Better Living Series-Part 13: Practice of Hospitality

Now that we’ve moved toward better managing our personal lives and our homes, we are prepared for the last and final step. Truly the reason for this entire series! It’s time to begin practicing hospitality and opening our homes to those around us.

 

WHY YOU NEED TO PRACTICE HOSPITALITY

As women, we are wired for relationships. We feel most satisfied when we are connected to others in a deep, meaningful way. Studies reveal that one of the main causes for depression and purposelessness among women stems from a lack of connection and real relationships.

Part 13: Practice of Hospitality

Having acquaintances isn’t the same as having deep friendships. It can be difficult for homemakers to form even acquaintances! Add children or even homeschooling into the mix and  suddenly, you are tied to your house until lunch (at least!). And then there’s afternoon naps to contend with.

We talked about the importance of finding a mentor, someone who can help you process life’s struggles. But this only fulfills a portion of your relational needs.

You were designed to give, to contribute to the lives of those around you. Your family, yes. But you were also made to give and engage in real relationship with the people around you.

I’d even argue that your life will feel empty until you do so.

And the home? It can be a powerful catalyst for such actions! Which is why we’ve spent the entire series leading up to the main and final point.

 

HOW DO I PRACTICE HOSPITALITY?

Hospitality has many faces and seasons. The hospitality/giving of a young mother will differ from that of an older woman and the motherless child from either of the above.

How you practice and how often totally depends on who you are, your home situation, children, space, likes/dislikes, health and many other things. The important thing is to find your starting point and to start small!

 

FIND A STARTING POINT

Do you enjoy cooking and entertaining? Love connecting with other moms but don’t like being in the kitchen? Perhaps you don’t do well with late nights? Because of health issues are short visits best? Maybe you are quiet and feel more comfortable having visitors when your hands have something to do?

 

UNIQUE HOSPITALITY IDEAS

Our culture revolves around food. Have you noticed? Here’s a few ideas that involve food:

  • Set a company meal schedule: twice a month we try to have visitors for breakfast/lunch/dinner.
  • Ask friends about starting a weekly potluck, hosted in different homes every week.
  • Host a dessert night in your home and ask attendees to contribute.
  • Hold a monthly tea party for ladies in your area. Be sure to recruit some help!

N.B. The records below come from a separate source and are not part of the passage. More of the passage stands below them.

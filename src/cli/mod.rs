//! CLI module for the Bridge delivery tool.
//!
//! This module provides the command-line interface for delivering
//! services to Bridge nodes.

mod commands;
mod output;
mod prompt;

pub use commands::{Cli, Commands, DeliverArgs, OutputFormat};
pub use output::OutputFormatter;
pub use prompt::TerminalPrompt;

Part 13: Practice of Hospitality

 

Hospitality ideas that don’t involve lots of prep include:

  • Having a friend over for morning or afternoon tea
  • Host an after-dinner board game night
  • Invite friends over for after-dinner ‘coffee and dessert’

 

If you are quiet, here’s a few ideas that get people into your home but relieve the pressure:

  • Have several people over at once
  • Initiate a baking party…because everyone likes cookies!

Part 13: Practice of Hospitality

  • Hold an after-dinner board game night (yes, we already put that one down!)
  • Start a ‘skills’ group and invite talented neighbors in to teach the various skills
  • Invite friends over for a campfire
  • Have a ‘jam night’ at your home and invite local musicians

 

Children throw a kink into everything, don’t they? Here’s a few ideas for those with children:

  • Set up play dates with other family friends who also have children
  • With the help of other women, host a monthly tea party for young girls in  your community

Part 13: Practice of Hospitality

  • Organize a hot dog roast in your back yard for children’s friends
  • Become a mentor for a teenager

Try to set a goal for yourself each month. Schedule in when and how you will begin sharing your home with others!

 

GET CREATIVE AND MAKE IT WORK FOR YOU

The key is to evaluate yourself, your situation and family, then choose a pattern that is sustainable. It doesn’t have to be complicated. Make the practice of hospitality work for you. Start small. And remember: if you want friends, you must yourself be friendly.

 

IN CLOSING

This series has set us up for success when it comes to personal life and household management habits. Now, it is time to open your home (and life) to others. How will you begin the practice of hospitality today?